Some argue that too many visitors disrupt the normal study and daily life of teachers and students. Li sees that as a management problem, not a reason to shut the gates.
"Most people who come to Peking University want to see Weiming Lake and the old historic buildings. They generally do not go into teaching buildings or dormitories. The university could easily separate teaching areas from scenic areas, and place reasonable limits on access to teaching spaces. But it cannot seal off the entire campus. Besides, the area around Weiming Lake is basically a park and should be open to the public."
That belief is why Li began his long-running standoff with campus security in 2008.

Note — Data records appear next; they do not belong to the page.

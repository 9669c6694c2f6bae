//! Texture formats, source extensions and bit depth selection.

use crate::color_space::ColorSpace;
use clap::ValueEnum;
use serde::{Deserialize, Serialize};
use std::fmt;

/// Image formats accepted as conversion sources.
pub const SOURCE_EXTENSIONS: &[&str] = &["png", "jpg", "jpeg", "tif", "tiff", "exr", "bmp", "gif"];

/// Outputs of a previous run. Never fed back into a converter.
pub const CONVERTED_EXTENSIONS: &[&str] = &["tx", "tex", "rat"];

/// Renderer texture format to produce.
#[derive(Debug, Clone, Copy, PartialEq, Eq, Hash, Default, ValueEnum, Serialize, Deserialize)]
#[serde(rename_all = "lowercase")]
pub enum TargetFormat {
    /// Arnold `.tx` via maketx
    #[default]
    Tx,
    /// RenderMan `.tex` via txmake
    Tex,
    /// Houdini `.rat` via imaketx
    Rat,
}

impl TargetFormat {
    pub fn extension(&self) -> &'static str {
        match self {
            TargetFormat::Tx => "tx",
            TargetFormat::Tex => "tex",
            TargetFormat::Rat => "rat",
        }
    }

    pub fn tool_name(&self) -> &'static str {
        match self {
            TargetFormat::Tx => "maketx",
            TargetFormat::Tex => "txmake",
            TargetFormat::Rat => "imaketx",
        }
    }
}

impl fmt::Display for TargetFormat {
    fn fmt(&self, f: &mut fmt::Formatter<'_>) -> fmt::Result {
        f.write_str(self.extension())
    }
}

/// Channel data type written by the converter (`-d` for maketx).
#[derive(Debug, Clone, Copy, PartialEq, Eq, Hash, Serialize, Deserialize)]
#[serde(rename_all = "lowercase")]
pub enum BitDepth {
    Uint8,
    Uint16,
    Half,
    Float,
}

impl BitDepth {
    pub fn as_str(&self) -> &'static str {
        match self {
            BitDepth::Uint8 => "uint8",
            BitDepth::Uint16 => "uint16",
            BitDepth::Half => "half",
            BitDepth::Float => "float",
        }
    }

    pub fn is_floating_point(&self) -> bool {
        matches!(self, BitDepth::Half | BitDepth::Float)
    }
}

impl fmt::Display for BitDepth {
    fn fmt(&self, f: &mut fmt::Formatter<'_>) -> fmt::Result {
        f.write_str(self.as_str())
    }
}

#[derive(Debug, Clone, Copy, PartialEq, Eq, Hash, Default, Serialize, Deserialize)]
#[serde(rename_all = "lowercase")]
pub enum Compression {
    #[default]
    None,
    Dwaa,
}

impl Compression {
    /// DWAA is lossy, so displacement maps always stay uncompressed.
    pub fn resolve(enabled: bool, displacement: bool) -> Self {
        if enabled && !displacement {
            Compression::Dwaa
        } else {
            Compression::None
        }
    }

    pub fn as_flag_value(&self) -> Option<&'static str> {
        match self {
            Compression::None => None,
            Compression::Dwaa => Some("dwaa"),
        }
    }
}

pub fn is_source_extension(ext: &str) -> bool {
    SOURCE_EXTENSIONS.contains(&ext)
}

pub fn is_converted_extension(ext: &str) -> bool {
    CONVERTED_EXTENSIONS.contains(&ext)
}

/// Pick the output channel type.
///
/// `ext` must be lower-case. HDRI mode promotes color maps to float; data
/// maps keep their extension-based depth unless they are displacement.
pub fn resolve_bit_depth(ext: &str, color_space: ColorSpace, displacement: bool, hdri: bool) -> BitDepth {
    if displacement {
        return BitDepth::Float;
    }
    if hdri && color_space != ColorSpace::Raw {
        return BitDepth::Float;
    }
    match ext {
        "jpg" | "jpeg" | "gif" | "bmp" => BitDepth::Uint8,
        "png" | "tif" | "tiff" | "exr" => BitDepth::Half,
        _ => BitDepth::Uint16,
    }
}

His position was clear: the guards had no right to check his ID. "You can call the police, and I will go to the station with you, but you have no right to stop me." He ended up at Yanyuan police station many times because of it. In the most serious scuffle, a guard accidentally fell during the altercation and then rather ceremoniously went to hospital for an injury assessment, which found nothing. Li was called in to give a statement and later paid the guard a small sum on humanitarian grounds.
After repeated clashes, the guards gradually got to know him and usually let him through. Li suspects Peking University's security department may even have a "list" telling guards not to hassle certain people. For a while, he and the guards reached a tacit understanding: at the gates he used most often, they recognized him and waved him through; at others, he could still be stopped. He also went to the security department and the president's office to argue that this style of management was unreasonable. The university, unsurprisingly, had its own explanations—too many visitors, disorder, and so on.
This cat-and-mouse game entered a second phase in the autumn of 2019.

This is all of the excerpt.